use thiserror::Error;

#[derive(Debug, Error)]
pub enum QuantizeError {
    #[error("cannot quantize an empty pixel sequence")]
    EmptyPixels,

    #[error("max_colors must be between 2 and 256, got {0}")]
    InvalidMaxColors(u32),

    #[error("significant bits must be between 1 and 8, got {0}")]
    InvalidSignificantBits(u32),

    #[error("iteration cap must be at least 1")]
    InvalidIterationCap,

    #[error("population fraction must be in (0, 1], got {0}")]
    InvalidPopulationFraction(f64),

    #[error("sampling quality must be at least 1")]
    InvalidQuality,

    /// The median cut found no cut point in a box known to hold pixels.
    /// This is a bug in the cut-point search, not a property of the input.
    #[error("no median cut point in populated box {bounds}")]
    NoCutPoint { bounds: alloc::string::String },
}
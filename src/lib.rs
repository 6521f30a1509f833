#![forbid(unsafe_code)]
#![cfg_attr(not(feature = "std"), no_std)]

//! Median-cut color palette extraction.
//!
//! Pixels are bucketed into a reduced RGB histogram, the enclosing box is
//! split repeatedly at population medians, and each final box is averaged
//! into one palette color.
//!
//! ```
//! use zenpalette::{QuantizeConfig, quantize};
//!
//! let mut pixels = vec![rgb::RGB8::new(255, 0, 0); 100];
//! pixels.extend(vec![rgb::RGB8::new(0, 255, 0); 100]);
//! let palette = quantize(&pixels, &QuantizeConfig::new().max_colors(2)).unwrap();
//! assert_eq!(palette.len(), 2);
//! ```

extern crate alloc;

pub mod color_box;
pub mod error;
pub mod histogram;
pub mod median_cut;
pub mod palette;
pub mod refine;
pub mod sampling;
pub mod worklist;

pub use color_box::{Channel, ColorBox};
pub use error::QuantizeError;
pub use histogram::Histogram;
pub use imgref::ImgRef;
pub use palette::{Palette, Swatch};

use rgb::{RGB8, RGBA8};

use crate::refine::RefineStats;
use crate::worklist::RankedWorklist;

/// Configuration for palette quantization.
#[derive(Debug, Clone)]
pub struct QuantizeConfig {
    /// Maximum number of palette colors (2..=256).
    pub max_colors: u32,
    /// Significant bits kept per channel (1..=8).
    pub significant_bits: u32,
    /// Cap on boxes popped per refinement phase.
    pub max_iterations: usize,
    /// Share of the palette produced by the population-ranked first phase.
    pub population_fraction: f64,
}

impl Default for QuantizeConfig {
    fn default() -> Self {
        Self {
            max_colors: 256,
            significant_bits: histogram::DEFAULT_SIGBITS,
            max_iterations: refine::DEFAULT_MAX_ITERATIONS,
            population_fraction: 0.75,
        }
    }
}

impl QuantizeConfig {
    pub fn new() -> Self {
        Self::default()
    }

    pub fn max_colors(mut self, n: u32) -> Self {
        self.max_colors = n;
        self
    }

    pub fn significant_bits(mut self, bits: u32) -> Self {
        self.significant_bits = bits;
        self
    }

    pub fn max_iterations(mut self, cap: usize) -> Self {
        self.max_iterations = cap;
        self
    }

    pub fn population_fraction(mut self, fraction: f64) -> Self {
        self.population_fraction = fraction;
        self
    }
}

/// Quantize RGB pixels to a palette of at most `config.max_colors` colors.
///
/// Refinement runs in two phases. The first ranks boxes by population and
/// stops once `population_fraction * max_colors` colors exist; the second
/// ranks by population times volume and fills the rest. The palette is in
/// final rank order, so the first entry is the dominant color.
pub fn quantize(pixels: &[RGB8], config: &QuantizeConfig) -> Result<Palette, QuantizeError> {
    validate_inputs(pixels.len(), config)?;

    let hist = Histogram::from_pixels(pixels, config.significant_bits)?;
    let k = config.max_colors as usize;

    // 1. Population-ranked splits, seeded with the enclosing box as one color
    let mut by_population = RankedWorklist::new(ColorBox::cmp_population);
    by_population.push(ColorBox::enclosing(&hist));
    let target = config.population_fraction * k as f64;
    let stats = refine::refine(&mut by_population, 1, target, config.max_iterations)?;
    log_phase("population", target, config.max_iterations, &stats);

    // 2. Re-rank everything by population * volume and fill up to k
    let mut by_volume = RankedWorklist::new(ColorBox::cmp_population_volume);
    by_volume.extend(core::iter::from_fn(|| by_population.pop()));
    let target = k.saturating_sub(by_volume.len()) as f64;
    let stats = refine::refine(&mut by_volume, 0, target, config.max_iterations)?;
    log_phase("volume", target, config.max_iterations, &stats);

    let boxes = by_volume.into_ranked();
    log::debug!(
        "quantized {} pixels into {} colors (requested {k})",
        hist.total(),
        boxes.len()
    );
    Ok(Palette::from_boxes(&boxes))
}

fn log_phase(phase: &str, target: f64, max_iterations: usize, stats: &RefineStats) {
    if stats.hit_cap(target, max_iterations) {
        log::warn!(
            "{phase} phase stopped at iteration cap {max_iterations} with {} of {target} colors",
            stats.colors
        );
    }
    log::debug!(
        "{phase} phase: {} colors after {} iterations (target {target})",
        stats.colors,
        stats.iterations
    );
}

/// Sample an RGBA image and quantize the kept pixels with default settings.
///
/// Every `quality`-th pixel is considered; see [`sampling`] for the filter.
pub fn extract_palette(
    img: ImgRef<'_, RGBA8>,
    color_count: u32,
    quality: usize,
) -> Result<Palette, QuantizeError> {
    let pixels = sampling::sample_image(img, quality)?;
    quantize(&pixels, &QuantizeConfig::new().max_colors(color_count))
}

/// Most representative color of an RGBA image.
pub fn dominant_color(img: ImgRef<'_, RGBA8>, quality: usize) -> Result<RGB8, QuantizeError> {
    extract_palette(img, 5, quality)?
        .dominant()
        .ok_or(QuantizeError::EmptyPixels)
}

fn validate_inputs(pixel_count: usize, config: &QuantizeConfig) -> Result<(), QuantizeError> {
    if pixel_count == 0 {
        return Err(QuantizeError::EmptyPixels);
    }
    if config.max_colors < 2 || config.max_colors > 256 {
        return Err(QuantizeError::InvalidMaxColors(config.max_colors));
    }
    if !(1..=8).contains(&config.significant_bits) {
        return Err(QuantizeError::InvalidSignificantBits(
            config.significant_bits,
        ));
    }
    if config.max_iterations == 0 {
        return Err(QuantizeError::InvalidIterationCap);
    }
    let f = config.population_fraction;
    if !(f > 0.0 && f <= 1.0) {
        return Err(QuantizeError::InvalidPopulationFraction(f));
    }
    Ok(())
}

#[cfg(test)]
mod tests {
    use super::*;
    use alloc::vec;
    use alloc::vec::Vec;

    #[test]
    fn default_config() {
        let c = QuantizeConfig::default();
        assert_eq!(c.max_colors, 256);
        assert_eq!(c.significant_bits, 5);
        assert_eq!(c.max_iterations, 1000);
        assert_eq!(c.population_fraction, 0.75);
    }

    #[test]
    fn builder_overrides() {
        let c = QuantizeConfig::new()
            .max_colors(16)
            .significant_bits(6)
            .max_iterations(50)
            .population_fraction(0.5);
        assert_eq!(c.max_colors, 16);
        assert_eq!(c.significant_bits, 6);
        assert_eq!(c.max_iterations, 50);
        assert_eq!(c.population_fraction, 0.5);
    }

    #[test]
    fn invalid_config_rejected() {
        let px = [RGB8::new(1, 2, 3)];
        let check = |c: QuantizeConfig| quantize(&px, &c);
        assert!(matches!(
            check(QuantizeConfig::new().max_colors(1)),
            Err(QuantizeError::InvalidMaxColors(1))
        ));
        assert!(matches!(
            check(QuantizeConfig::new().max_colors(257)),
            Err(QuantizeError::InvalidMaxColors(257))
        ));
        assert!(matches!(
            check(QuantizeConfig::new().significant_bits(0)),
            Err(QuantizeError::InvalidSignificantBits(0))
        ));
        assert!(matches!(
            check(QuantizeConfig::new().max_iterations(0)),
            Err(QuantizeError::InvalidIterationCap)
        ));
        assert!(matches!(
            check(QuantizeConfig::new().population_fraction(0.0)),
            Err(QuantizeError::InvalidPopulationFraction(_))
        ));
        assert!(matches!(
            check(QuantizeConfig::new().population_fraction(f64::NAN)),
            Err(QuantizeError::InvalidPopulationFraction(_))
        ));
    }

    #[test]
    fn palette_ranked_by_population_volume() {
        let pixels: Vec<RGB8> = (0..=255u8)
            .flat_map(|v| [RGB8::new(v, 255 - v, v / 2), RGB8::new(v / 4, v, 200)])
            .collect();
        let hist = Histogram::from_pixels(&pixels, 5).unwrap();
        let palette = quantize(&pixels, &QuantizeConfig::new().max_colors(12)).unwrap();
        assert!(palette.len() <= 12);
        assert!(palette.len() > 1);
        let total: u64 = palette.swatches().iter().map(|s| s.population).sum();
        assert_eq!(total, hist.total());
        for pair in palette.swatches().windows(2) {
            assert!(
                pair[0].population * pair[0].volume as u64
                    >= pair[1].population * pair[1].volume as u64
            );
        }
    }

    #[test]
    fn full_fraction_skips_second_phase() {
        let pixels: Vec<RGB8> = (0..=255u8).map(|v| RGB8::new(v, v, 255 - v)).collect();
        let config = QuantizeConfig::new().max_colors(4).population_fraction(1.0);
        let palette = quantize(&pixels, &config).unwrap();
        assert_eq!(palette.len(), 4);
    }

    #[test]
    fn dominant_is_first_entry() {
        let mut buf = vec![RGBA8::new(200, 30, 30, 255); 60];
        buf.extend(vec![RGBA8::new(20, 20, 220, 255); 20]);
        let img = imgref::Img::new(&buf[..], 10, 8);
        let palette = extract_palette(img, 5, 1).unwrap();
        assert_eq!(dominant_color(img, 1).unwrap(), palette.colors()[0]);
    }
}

--*--

◆ Work required:
Determine how many lines of the records hold the word "ColorBox", giving only that number.

◆ Completed task:
4